§ **EXERCISE DESCRIPTION**
The whole of the data must be transcribed exactly.

========================================

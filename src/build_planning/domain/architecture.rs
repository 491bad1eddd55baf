use std::fmt;

/// Target CPU platform of a container build
#[derive(Debug, Clone, Copy, PartialEq, Eq, Hash)]
pub enum Architecture {
    Amd64,
    Arm32v7,
    Arm64v8,
}

impl Architecture {
    /// All architectures in script and table column order
    pub const ALL: [Architecture; 3] = [
        Architecture::Amd64,
        Architecture::Arm32v7,
        Architecture::Arm64v8,
    ];

    /// `uname -m` output of a host that should use this architecture's Dockerfile.
    ///
    /// amd64 is the unconditional default, so it has no machine string.
    pub fn host_machine(self) -> Option<&'static str> {
        match self {
            Architecture::Amd64 => None,
            Architecture::Arm32v7 => Some("armv7l"),
            Architecture::Arm64v8 => Some("aarch64"),
        }
    }

    /// Column label in the Markdown status table
    pub fn column_label(self) -> &'static str {
        match self {
            Architecture::Amd64 => "x64",
            Architecture::Arm32v7 => "arm32v7",
            Architecture::Arm64v8 => "arm64v8",
        }
    }
}

impl fmt::Display for Architecture {
    fn fmt(&self, f: &mut fmt::Formatter<'_>) -> fmt::Result {
        match self {
            Architecture::Amd64 => write!(f, "amd64"),
            Architecture::Arm32v7 => write!(f, "arm32v7"),
            Architecture::Arm64v8 => write!(f, "arm64v8"),
        }
    }
}

#[cfg(test)]
mod tests {
    use super::*;

    #[test]
    fn test_host_machine() {
        assert_eq!(Architecture::Amd64.host_machine(), None);
        assert_eq!(Architecture::Arm32v7.host_machine(), Some("armv7l"));
        assert_eq!(Architecture::Arm64v8.host_machine(), Some("aarch64"));
    }

    #[test]
    fn test_column_labels_in_order() {
        let labels: Vec<_> = Architecture::ALL.iter().map(|a| a.column_label()).collect();
        assert_eq!(labels, vec!["x64", "arm32v7", "arm64v8"]);
    }
}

========================================

§ **ANSWER TO THE EXERCISE**
filename src/build_planning/domain/architecture.rs
repository 491bad1eddd55baf
use std::fmt;

/// Target CPU platform of a container build
#[derive(Debug, Clone, Copy, PartialEq, Eq, Hash)]
pub enum Architecture {
    Amd64,
    Arm32v7,
    Arm64v8,
}

impl Architecture {
    /// All architectures in script and table column order
    pub const ALL: [Architecture; 3] = [
        Architecture::Amd64,
        Architecture::Arm32v7,
        Architecture::Arm64v8,
    ];

    /// `uname -m` output of a host that should use this architecture's Dockerfile.
    ///
    /// amd64 is the unconditional default, so it has no machine string.
    pub fn host_machine(self) -> Option<&'static str> {
        match self {
            Architecture::Amd64 => None,
            Architecture::Arm32v7 => Some("armv7l"),
            Architecture::Arm64v8 => Some("aarch64"),
        }
    }

    /// Column label in the Markdown status table
    pub fn column_label(self) -> &'static str {
        match self {
            Architecture::Amd64 => "x64",
            Architecture::Arm32v7 => "arm32v7",
            Architecture::Arm64v8 => "arm64v8",
        }
    }
}

impl fmt::Display for Architecture {
    fn fmt(&self, f: &mut fmt::Formatter<'_>) -> fmt::Result {
        match self {
            Architecture::Amd64 => write!(f, "amd64"),
            Architecture::Arm32v7 => write!(f, "arm32v7"),
            Architecture::Arm64v8 => write!(f, "arm64v8"),
        }
    }
}

#[cfg(test)]
mod tests {
    use super::*;

    #[test]
    fn test_host_machine() {
        assert_eq!(Architecture::Amd64.host_machine(), None);
        assert_eq!(Architecture::Arm32v7.host_machine(), Some("armv7l"));
        assert_eq!(Architecture::Arm64v8.host_machine(), Some("aarch64"));
    }

    #[test]
    fn test_column_labels_in_order() {
        let labels: Vec<_> = Architecture::ALL.iter().map(|a| a.column_label()).collect();
        assert_eq!(labels, vec!["x64", "arm32v7", "arm64v8"]);
    }
}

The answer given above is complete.